[Records drawn from a dataset]
= = = = =
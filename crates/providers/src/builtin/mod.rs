//! Built-in providers for the supported build-tool flavors.
//!
//! Priority ordering reflects marker specificity: `turbo.json` can only mean
//! Turborepo (priority 1), while `Cargo.toml` and `package.json` are common
//! or ambiguous markers and rank lower (5-6).

use crate::traits::MonorepoProvider;
use std::sync::Arc;

pub mod cargo;
pub mod lerna;
pub mod nx;
pub mod turborepo;
pub mod yarn;

pub use cargo::CargoWorkspacesProvider;
pub use lerna::LernaProvider;
pub use nx::NxProvider;
pub use turborepo::TurborepoProvider;
pub use yarn::YarnWorkspacesProvider;

/// All built-in providers, in priority order.
#[must_use]
pub fn builtin_providers() -> Vec<Arc<dyn MonorepoProvider>> {
    vec![
        Arc::new(TurborepoProvider),
        Arc::new(NxProvider),
        Arc::new(LernaProvider),
        Arc::new(CargoWorkspacesProvider),
        Arc::new(YarnWorkspacesProvider),
    ]
}

/// Looks up a built-in provider by its configuration name.
#[must_use]
pub fn builtin_by_name(name: &str) -> Option<Arc<dyn MonorepoProvider>> {
    match name {
        "turborepo" => Some(Arc::new(TurborepoProvider)),
        "nx" => Some(Arc::new(NxProvider)),
        "lerna" => Some(Arc::new(LernaProvider)),
        "cargo_workspaces" => Some(Arc::new(CargoWorkspacesProvider)),
        "yarn_workspaces" => Some(Arc::new(YarnWorkspacesProvider)),
        _ => None,
    }
}

#[cfg(test)]
mod tests {
    use super::*;
    use monoenv_core::BUILTIN_PROVIDER_NAMES;

    #[test]
    fn builtin_providers_are_priority_sorted() {
        let providers = builtin_providers();
        let priorities: Vec<u32> = providers.iter().map(|p| p.priority()).collect();

        let mut sorted = priorities.clone();
        sorted.sort_unstable();
        assert_eq!(priorities, sorted);
    }

    #[test]
    fn every_configured_name_resolves() {
        for name in BUILTIN_PROVIDER_NAMES {
            let provider = builtin_by_name(name).unwrap();
            assert_eq!(provider.name(), name);
        }
        assert!(builtin_by_name("bazel").is_none());
    }
}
= = = = =
■ Assignment
Take the lines above from the one containing "pub mod lerna;" to the one containing "pub use yarn::YarnWorkspacesProvider;" and retype them exactly, both ends included, with nothing added.

■ Answer section
pub mod lerna;
pub mod nx;
pub mod turborepo;
pub mod yarn;

pub use cargo::CargoWorkspacesProvider;
pub use lerna::LernaProvider;
pub use nx::NxProvider;
pub use turborepo::TurborepoProvider;
pub use yarn::YarnWorkspacesProvider;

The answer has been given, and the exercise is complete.